[Records from a data collection]
◇ ◇ ◇
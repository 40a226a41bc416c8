use frame_capture::VkError;
use thiserror::Error;
use tracing::{info, warn};
use winit::{
    event::{ElementState, KeyEvent, WindowEvent},
    event_loop::ActiveEventLoop,
    keyboard::{Key, NamedKey},
    window::WindowId,
};

use super::App;

impl App {
    pub fn on_window_event(
        &mut self,
        event_loop: &ActiveEventLoop,
        window_id: WindowId,
        event: WindowEvent,
    ) -> Result<(), Error> {
        let Some(app) = self.app.as_mut() else {
            return Ok(());
        };

        if app.window.id() != window_id {
            return Ok(());
        }

        match event {
            WindowEvent::Resized(new_size) => app.resized(new_size),

            WindowEvent::CloseRequested | WindowEvent::Destroyed => {
                self.app = None;
                event_loop.exit();
            }

            WindowEvent::RedrawRequested => {
                app.redraw()?;

                if self
                    .config
                    .frames
                    .is_some_and(|limit| app.renderer.frame() >= limit)
                {
                    info!("Rendered {} frames, exiting", app.renderer.frame());
                    self.app = None;
                    event_loop.exit();
                }
            }

            WindowEvent::KeyboardInput {
                event:
                    KeyEvent {
                        logical_key,
                        state: ElementState::Pressed,
                        repeat: false,
                        ..
                    },
                ..
            } => match logical_key {
                Key::Named(NamedKey::Escape) => {
                    self.app = None;
                    event_loop.exit();
                }

                Key::Character(key) => {
                    let Some(target) = self.config.target_for_key(&key) else {
                        return Ok(());
                    };

                    let path = self.config.capture_path(target);
                    if app.requests.request(target, path) {
                        info!("Requested a {target} capture");
                    } else {
                        warn!("A {target} capture is already running");
                    }
                }

                _ => {}
            },

            _ => {}
        }

        Ok(())
    }
}

#[derive(Debug, Error)]
pub enum Error {
    #[error("Failed to render:\n{0}")]
    Render(#[from] VkError),
}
◇ ◇ ◇
■ Aim of the exercise ■
Across all the entries, count the lines that contain "ActiveEventLoop", and state nothing but the total.

■ Final answer ■
2